**TASK GOAL**
When a line of the records contains "await", copy it.

**DATA**

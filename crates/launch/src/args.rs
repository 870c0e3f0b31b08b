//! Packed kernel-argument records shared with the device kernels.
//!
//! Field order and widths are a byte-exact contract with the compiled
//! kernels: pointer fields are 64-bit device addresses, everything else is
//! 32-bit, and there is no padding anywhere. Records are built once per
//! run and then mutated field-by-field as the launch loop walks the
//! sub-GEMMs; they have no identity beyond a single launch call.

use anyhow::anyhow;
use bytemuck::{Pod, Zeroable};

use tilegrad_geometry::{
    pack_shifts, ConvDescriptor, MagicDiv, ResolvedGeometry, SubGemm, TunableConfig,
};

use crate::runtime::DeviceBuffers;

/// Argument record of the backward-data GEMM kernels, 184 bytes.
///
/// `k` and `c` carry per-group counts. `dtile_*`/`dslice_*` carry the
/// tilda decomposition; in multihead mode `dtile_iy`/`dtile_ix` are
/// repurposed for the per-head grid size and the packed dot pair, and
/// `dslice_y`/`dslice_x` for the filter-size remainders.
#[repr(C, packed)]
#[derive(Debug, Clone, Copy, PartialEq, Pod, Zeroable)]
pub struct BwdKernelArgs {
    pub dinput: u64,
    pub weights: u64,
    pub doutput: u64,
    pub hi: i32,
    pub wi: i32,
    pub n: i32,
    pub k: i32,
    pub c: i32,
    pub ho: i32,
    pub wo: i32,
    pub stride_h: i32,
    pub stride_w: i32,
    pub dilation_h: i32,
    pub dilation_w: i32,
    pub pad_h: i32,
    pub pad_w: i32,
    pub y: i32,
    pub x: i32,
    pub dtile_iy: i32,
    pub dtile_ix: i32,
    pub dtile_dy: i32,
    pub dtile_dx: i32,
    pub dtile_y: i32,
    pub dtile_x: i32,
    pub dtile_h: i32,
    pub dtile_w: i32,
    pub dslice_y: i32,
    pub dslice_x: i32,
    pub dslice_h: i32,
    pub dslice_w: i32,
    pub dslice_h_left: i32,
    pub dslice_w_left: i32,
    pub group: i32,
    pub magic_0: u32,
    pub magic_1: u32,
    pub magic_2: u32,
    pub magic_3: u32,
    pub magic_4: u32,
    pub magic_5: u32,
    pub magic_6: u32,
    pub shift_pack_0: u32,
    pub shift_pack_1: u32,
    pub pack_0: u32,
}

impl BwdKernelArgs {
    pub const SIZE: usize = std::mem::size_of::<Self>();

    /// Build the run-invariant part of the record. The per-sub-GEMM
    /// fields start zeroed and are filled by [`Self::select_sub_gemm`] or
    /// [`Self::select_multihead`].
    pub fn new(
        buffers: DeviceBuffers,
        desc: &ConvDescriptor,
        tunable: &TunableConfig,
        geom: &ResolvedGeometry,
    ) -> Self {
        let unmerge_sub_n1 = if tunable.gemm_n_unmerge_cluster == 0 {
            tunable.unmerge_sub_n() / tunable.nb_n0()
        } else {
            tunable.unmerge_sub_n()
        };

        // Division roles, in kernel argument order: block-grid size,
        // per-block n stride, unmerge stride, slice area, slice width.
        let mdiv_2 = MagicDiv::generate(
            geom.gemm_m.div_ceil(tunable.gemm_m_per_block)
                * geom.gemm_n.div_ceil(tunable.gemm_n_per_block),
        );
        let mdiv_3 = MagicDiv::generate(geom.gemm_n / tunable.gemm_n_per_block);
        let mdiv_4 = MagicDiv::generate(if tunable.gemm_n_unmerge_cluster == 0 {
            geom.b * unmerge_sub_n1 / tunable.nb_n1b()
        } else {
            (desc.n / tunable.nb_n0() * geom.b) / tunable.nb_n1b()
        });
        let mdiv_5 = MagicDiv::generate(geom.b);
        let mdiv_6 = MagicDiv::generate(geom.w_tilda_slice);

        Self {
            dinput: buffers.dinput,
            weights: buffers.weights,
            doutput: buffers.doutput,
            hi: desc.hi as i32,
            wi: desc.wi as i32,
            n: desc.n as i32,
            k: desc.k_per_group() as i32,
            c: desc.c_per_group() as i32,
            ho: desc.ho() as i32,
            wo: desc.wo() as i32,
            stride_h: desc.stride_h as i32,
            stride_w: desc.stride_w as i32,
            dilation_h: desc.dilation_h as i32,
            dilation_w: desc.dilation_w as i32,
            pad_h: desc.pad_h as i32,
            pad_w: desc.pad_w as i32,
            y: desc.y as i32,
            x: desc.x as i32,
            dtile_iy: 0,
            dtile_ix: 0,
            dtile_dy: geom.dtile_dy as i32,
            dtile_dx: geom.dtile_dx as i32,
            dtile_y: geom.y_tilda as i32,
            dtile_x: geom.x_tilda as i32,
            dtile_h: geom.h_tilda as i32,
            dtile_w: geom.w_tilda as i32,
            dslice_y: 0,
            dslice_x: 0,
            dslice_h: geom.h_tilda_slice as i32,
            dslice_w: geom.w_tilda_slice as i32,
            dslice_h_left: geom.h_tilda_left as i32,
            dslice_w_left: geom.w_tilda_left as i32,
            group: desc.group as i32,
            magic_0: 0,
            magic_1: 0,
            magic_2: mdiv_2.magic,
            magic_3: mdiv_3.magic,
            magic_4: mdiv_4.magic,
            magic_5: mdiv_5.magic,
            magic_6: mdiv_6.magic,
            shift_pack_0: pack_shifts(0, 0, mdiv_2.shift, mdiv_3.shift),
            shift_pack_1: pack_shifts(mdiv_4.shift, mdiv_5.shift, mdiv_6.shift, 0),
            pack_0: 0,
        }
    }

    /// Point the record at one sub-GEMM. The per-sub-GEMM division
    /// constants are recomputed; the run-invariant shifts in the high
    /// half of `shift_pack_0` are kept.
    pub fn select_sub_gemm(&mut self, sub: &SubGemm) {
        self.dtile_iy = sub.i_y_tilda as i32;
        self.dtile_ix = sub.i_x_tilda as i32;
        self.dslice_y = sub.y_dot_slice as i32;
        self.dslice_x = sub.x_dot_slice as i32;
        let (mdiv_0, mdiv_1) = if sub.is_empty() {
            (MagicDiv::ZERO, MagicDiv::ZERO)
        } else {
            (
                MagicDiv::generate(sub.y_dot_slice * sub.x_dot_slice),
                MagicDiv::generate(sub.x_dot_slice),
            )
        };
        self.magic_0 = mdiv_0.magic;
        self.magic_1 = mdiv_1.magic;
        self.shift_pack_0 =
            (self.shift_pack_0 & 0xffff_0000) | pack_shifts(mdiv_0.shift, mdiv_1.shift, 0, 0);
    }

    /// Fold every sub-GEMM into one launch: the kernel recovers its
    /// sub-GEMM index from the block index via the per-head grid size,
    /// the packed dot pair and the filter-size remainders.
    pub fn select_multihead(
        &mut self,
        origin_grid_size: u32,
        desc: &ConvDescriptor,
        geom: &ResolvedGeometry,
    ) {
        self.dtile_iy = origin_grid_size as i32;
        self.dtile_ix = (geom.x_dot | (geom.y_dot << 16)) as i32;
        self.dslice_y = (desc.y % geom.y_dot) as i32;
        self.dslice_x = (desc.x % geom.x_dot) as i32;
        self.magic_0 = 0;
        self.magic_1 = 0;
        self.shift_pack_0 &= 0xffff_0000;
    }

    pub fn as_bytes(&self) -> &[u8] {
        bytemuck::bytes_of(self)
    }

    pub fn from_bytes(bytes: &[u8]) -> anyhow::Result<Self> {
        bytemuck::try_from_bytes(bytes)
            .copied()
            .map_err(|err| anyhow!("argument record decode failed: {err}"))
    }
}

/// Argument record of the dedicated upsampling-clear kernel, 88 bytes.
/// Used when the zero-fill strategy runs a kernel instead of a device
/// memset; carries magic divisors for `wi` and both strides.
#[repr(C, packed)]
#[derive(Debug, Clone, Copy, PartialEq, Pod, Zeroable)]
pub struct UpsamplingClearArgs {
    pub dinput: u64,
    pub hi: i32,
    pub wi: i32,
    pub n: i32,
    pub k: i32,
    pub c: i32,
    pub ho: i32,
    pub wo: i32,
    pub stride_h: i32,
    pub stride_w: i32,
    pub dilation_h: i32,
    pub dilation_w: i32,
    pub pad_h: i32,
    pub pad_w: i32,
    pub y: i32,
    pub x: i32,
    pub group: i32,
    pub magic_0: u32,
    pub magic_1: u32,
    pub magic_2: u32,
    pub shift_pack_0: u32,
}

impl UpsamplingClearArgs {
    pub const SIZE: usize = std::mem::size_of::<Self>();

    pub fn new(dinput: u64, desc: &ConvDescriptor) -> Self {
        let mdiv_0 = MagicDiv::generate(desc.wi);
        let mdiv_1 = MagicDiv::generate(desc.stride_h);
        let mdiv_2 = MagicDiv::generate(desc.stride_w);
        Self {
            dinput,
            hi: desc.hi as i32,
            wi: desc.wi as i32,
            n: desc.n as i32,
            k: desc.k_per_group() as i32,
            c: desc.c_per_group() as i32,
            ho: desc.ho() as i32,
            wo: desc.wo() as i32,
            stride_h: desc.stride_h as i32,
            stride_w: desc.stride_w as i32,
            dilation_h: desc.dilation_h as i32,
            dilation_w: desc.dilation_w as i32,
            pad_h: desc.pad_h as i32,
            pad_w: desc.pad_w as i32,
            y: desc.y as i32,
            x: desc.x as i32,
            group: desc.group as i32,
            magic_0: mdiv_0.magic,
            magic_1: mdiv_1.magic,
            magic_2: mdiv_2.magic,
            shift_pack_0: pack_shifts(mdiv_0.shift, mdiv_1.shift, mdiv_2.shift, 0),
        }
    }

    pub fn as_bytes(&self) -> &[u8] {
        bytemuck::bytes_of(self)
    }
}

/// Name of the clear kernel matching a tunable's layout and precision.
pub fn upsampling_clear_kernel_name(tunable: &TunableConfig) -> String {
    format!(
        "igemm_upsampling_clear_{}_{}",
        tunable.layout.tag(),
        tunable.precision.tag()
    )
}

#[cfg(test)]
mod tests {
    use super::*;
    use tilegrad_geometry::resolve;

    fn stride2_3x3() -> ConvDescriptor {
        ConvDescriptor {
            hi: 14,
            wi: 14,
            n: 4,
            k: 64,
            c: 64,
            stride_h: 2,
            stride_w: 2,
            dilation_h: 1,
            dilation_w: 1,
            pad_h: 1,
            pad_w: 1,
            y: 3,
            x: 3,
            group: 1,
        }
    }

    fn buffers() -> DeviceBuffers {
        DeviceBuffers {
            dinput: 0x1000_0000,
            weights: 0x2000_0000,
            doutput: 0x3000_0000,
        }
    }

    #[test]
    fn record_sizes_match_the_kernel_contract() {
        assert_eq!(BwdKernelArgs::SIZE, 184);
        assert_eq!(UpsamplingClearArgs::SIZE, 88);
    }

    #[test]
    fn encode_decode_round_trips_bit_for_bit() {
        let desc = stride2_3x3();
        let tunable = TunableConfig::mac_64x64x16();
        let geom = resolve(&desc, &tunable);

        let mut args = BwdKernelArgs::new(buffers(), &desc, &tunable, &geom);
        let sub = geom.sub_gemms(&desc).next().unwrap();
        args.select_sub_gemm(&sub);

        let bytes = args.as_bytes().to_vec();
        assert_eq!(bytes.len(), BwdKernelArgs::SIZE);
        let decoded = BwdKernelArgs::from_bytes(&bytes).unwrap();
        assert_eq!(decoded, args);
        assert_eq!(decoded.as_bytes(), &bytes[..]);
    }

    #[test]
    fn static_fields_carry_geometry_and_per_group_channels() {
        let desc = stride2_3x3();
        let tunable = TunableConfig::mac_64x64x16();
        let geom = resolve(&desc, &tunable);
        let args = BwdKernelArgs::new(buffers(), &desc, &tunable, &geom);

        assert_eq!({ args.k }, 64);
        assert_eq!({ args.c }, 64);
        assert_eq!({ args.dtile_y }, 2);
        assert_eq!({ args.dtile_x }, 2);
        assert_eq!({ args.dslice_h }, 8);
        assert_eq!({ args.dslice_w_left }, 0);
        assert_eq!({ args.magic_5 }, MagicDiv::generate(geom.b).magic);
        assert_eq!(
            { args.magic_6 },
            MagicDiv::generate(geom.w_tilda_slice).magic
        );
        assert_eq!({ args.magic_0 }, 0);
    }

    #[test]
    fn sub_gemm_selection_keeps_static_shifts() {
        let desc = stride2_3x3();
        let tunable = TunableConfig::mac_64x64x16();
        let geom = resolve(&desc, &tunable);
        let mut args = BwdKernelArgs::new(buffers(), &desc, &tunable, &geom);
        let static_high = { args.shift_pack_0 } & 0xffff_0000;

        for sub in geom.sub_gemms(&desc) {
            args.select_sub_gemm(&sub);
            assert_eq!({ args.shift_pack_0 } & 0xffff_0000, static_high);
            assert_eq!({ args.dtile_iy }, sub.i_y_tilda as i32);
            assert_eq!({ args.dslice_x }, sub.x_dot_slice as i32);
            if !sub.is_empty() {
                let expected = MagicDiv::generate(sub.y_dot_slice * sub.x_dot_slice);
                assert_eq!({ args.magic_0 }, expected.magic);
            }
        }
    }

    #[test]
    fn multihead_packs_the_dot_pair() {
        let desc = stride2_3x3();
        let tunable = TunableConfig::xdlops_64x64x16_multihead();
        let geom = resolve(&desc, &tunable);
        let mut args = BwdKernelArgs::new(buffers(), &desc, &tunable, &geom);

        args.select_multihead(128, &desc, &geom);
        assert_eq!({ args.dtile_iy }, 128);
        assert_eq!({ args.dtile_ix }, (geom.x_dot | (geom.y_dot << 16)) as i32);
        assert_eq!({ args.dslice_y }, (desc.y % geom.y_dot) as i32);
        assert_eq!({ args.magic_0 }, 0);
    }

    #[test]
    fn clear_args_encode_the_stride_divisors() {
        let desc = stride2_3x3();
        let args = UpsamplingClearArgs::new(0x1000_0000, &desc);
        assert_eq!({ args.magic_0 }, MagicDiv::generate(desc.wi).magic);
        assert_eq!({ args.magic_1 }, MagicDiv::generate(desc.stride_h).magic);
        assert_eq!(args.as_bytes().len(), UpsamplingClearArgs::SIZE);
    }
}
--
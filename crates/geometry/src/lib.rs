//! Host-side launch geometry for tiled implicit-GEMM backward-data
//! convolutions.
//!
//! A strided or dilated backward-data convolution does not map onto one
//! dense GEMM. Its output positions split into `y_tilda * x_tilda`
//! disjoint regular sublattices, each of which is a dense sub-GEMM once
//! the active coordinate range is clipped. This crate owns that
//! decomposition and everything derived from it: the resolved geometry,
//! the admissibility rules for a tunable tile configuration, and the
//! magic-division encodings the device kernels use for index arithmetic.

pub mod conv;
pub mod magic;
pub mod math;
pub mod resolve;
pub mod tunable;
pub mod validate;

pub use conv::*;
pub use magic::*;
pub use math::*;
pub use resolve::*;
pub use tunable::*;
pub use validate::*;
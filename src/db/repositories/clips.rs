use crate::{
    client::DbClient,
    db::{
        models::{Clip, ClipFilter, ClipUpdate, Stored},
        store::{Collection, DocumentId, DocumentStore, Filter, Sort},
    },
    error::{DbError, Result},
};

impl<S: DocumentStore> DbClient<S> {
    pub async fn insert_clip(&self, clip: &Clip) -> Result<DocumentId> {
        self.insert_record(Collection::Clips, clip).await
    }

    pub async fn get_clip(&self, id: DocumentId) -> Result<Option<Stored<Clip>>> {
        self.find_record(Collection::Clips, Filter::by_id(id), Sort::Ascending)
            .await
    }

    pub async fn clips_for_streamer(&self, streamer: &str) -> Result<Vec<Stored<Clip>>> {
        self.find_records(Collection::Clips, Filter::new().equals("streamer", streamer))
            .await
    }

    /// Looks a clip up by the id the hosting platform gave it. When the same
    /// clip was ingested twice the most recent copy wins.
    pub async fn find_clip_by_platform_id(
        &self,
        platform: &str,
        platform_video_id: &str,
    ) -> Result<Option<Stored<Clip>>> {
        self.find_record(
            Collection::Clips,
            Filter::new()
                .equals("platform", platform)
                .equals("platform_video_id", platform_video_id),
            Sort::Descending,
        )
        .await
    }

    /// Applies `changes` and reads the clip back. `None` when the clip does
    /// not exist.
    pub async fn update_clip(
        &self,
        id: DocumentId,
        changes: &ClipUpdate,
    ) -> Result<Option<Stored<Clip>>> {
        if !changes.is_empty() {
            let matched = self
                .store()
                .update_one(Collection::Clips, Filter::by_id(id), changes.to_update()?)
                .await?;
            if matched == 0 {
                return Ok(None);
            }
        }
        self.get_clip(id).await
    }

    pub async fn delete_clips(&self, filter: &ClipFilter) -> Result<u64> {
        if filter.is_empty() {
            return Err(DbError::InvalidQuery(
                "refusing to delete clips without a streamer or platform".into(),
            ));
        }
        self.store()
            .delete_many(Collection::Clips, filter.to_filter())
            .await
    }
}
...
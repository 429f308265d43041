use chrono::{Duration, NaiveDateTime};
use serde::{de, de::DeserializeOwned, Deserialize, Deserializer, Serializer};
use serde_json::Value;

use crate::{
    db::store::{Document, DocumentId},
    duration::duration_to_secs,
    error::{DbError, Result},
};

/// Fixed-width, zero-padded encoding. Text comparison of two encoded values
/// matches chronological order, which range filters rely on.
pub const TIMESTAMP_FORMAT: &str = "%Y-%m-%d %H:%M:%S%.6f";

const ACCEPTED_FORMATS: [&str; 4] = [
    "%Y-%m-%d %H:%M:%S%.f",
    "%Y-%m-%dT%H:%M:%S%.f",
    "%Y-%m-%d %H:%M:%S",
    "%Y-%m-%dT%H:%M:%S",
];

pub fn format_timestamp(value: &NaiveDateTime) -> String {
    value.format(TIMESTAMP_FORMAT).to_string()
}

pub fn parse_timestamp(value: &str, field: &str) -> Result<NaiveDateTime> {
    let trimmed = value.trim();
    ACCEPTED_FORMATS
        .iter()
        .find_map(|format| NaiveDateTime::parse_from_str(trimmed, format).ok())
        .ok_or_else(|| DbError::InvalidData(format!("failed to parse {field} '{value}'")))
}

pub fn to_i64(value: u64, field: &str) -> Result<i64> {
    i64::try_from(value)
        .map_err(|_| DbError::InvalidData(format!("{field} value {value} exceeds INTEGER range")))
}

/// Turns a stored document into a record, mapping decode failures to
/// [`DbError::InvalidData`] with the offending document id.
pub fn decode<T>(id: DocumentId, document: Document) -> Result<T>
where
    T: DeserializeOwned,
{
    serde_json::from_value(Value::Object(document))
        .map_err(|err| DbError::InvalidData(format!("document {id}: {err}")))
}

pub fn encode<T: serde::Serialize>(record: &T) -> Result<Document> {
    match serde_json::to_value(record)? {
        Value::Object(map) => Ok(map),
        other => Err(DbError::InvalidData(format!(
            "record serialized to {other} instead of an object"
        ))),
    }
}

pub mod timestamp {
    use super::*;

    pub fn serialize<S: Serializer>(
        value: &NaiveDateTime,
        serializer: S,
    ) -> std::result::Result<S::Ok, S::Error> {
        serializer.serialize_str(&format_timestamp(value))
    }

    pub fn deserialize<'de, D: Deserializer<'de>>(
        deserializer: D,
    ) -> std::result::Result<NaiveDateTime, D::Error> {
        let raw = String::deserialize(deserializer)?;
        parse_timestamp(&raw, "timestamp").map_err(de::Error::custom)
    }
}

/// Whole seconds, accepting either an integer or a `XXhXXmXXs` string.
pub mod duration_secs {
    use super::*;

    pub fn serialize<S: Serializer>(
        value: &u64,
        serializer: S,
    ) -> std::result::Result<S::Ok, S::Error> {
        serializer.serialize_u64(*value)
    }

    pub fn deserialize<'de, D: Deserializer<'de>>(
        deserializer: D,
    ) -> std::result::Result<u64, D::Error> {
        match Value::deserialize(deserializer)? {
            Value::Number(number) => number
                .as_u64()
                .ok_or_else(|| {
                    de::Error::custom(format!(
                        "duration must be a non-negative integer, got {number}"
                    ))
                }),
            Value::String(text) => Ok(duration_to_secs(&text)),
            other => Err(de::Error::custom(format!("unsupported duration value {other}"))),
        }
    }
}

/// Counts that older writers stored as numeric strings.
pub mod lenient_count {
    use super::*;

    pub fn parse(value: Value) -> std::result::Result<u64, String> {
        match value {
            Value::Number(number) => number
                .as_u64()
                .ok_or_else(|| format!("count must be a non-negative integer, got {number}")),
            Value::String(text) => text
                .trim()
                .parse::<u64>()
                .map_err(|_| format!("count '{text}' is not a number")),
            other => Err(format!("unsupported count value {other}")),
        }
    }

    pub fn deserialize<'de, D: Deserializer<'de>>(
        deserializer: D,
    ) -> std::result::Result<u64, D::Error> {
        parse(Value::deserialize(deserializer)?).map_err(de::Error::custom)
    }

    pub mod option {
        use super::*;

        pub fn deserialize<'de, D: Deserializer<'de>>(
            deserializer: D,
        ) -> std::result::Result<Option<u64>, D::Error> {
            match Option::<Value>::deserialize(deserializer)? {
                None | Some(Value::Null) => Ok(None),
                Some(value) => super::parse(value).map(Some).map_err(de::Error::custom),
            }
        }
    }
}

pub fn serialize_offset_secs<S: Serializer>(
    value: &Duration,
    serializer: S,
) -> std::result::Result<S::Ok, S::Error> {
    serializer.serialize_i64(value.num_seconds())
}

**EXPECTED ANSWER**
        self.insert_record(Collection::Clips, clip).await
            .await
            .await
        .await
                .await?;
        self.get_clip(id).await
            .await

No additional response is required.